- Founder: Farouk Abu Issa
- Founded: April 2010
- Preceded by: National Democratic Alliance
- Headquarters: Khartoum
- Ideology: Antimilitarism Secularism Factions: Communism Social democracy Nasserism Ba'athism Neo-Ba'athism Sudanese nationalism Islamic democracy Islamism
- Political position: Big tent
- National affiliation: Forces of Freedom and Change

= National Consensus Forces =

Sudanese political alliance

The National Consensus Forces (NCF, Ij’maa) is a coalition of political parties in Sudan that opposed the rule of the National Congress Party, and was initially formed to stand against the NCP in the 2010 Sudanese elections. Farouk Abu Issa served as chairman from 2005 until his death in 2020.

It is part of the FFC (Forces for Freedom and Change), a wide coalition, which sought to overthrow Omar al-Bashir and to negotiate the democratic transition with the military after he was deposed.

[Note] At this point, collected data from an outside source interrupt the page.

//! Symbol location: name to exact byte range.
//!
//! The store supplies the expected line; a fresh tree-sitter parse of the
//! current file supplies the exact bytes. The AST node must carry the
//! right identifier and sit within one line of the stored position, which
//! protects against a stale index.

use crate::error::{CerberusError, Result};
use crate::parsing::{Language, node_text};
use crate::storage::{SqliteStore, SymbolFilter};
use crate::types::SymbolKind;
use serde::Serialize;
use std::path::Path;
use tree_sitter::Node;

/// Precise, AST-verified location of one symbol.
#[derive(Debug, Clone, Serialize)]
pub struct SymbolLocation {
    pub file_path: String,
    pub symbol_name: String,
    pub symbol_kind: SymbolKind,
    pub start_byte: usize,
    pub end_byte: usize,
    pub start_line: u32,
    pub end_line: u32,
    pub indentation_level: usize,
    pub language: String,
    #[serde(skip_serializing_if = "Option::is_none")]
    pub parent_class: Option<String>,
}

pub struct SymbolLocator<'a> {
    store: &'a SqliteStore,
    project_root: &'a Path,
}

impl<'a> SymbolLocator<'a> {
    pub fn new(store: &'a SqliteStore, project_root: &'a Path) -> Self {
        Self {
            store,
            project_root,
        }
    }

    pub fn locate(
        &self,
        file_path: &str,
        symbol_name: &str,
        symbol_kind: Option<SymbolKind>,
        parent_class: Option<&str>,
    ) -> Result<SymbolLocation> {
        let matches = self.store.query_symbols(&SymbolFilter {
            name: Some(symbol_name),
            file_path: Some(file_path),
            kind: symbol_kind,
            parent_class,
        })?;
        let Some(stored) = matches.first() else {
            return Err(CerberusError::SymbolNotFound {
                name: format!("{symbol_name} in {file_path}"),
            });
        };

        let absolute = self.project_root.join(file_path);
        let source =
            std::fs::read_to_string(&absolute).map_err(|e| CerberusError::FileRead {
                path: absolute.clone(),
                source: e,
            })?;

        let Some(language) = Language::from_path(&absolute) else {
            return Err(CerberusError::Parse {
                path: absolute,
                language: "unknown".into(),
                reason: "unsupported file extension".into(),
            });
        };

        let mut parser = tree_sitter::Parser::new();
        parser
            .set_language(&language.grammar())
            .map_err(|e| CerberusError::Parse {
                path: absolute.clone(),
                language: language.as_str().into(),
                reason: e.to_string(),
            })?;
        let tree = parser
            .parse(&source, None)
            .ok_or_else(|| CerberusError::Parse {
                path: absolute.clone(),
                language: language.as_str().into(),
                reason: "parser produced no tree".into(),
            })?;

        let node = find_named_node(
            tree.root_node(),
            &source,
            symbol_name,
            stored.kind,
            stored.start_line,
        )
        .ok_or_else(|| CerberusError::SymbolNotFound {
            name: format!(
                "{symbol_name} near line {} of {file_path} (index may be stale)",
                stored.start_line
            ),
        })?;

        // Decorated declarations edit as a unit.
        let span = match node.parent() {
            Some(parent) if parent.kind() == "decorated_definition" => parent,
            _ => node,
        };

        let start_line = span.start_position().row as u32 + 1;
        let indent = source
            .lines()
            .nth(start_line as usize - 1)
            .map(|line| line.len() - line.trim_start().len())
            .unwrap_or(0);
        let indent_unit_width = super::formatter::detect_indent_unit(&source).len().max(1);

        Ok(SymbolLocation {
            file_path: file_path.to_string(),
            symbol_name: symbol_name.to_string(),
            symbol_kind: stored.kind,
            start_byte: span.start_byte(),
            end_byte: span.end_byte(),
            start_line,
            end_line: span.end_position().row as u32 + 1,
            indentation_level: indent / indent_unit_width,
            language: language.as_str().to_string(),
            parent_class: stored.parent_class.clone(),
        })
    }
}

const NODE_KINDS: &[(&str, &[&str])] = &[
    (
        "function",
        &[
            "function_definition",
            "function_declaration",
            "generator_function_declaration",
            "lexical_declaration",
            "variable_declaration",
        ],
    ),
    (
        "class",
        &[
            "class_definition",
            "class_declaration",
            "abstract_class_declaration",
        ],
    ),
    ("method", &["function_definition", "method_definition"]),
    ("variable", &["assignment", "variable_declarator"]),
    ("interface", &["interface_declaration"]),
    ("enum", &["enum_declaration"]),
    ("struct", &["class_declaration"]),
];

/// Find the declaration node whose identifier matches and whose start line
/// is within one of the expected line.
fn find_named_node<'t>(
    root: Node<'t>,
    source: &str,
    name: &str,
    kind: SymbolKind,
    expected_line: u32,
) -> Option<Node<'t>> {
    let target_kinds: &[&str] = NODE_KINDS
        .iter()
        .find(|(k, _)| *k == kind.as_str())
        .map(|(_, kinds)| *kinds)?;

    let mut best: Option<(u32, Node<'t>)> = None;
    let mut stack = vec![root];
    while let Some(node) = stack.pop() {
        if target_kinds.contains(&node.kind()) && node_names(node, source, name) {
            let line = node.start_position().row as u32 + 1;
            let distance = line.abs_diff(expected_line);
            if distance <= 1 && best.as_ref().is_none_or(|(d, _)| distance < *d) {
                best = Some((distance, node));
            }
        }
        let mut cursor = node.walk();
        for child in node.children(&mut cursor) {
            stack.push(child);
        }
    }
    best.map(|(_, node)| node)
}

/// Does this declaration node declare `name`?
fn node_names(node: Node, source: &str, name: &str) -> bool {
    if let Some(name_node) = node.child_by_field_name("name") {
        if node_text(name_node, source) == name {
            return true;
        }
    }
    if let Some(left) = node.child_by_field_name("left") {
        if node_text(left, source) == name {
            return true;
        }
    }
    // Declarations wrapping a declarator (const f = ...).
    let mut cursor = node.walk();
    for child in node.children(&mut cursor) {
        if child.kind() == "variable_declarator" {
            if let Some(name_node) = child.child_by_field_name("name") {
                if node_text(name_node, source) == name {
                    return true;
                }
            }
        }
    }
    false
}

In a recent statement, the coalition called for the end of bombing campaigns against civilians in the Darfur, Blue Nile, and South Kordofan states, organized by pro-government forces. They also called on the UN and the African Union to protect civilians and internally displaced persons in the area.

==Policies==
The Popular Congress Party, the National Umma Party, and the Sudanese Communist Party later signed the Democratic Alternative Charter (DAC) on 4 July 2012, committing themselves to overthrowing the NCP through various peaceful political and popular means and establishing a civil and democratic state. The DAC was signed by 19 opposition parties. The NCF later outlined their plan for a transitional government to lead Sudan in the post-NCP phase. The NCF's plan involves the establishment of a parliament, a presidential council of six members representing six regions after restructuring the current federal system and an executive government of 20 ministers.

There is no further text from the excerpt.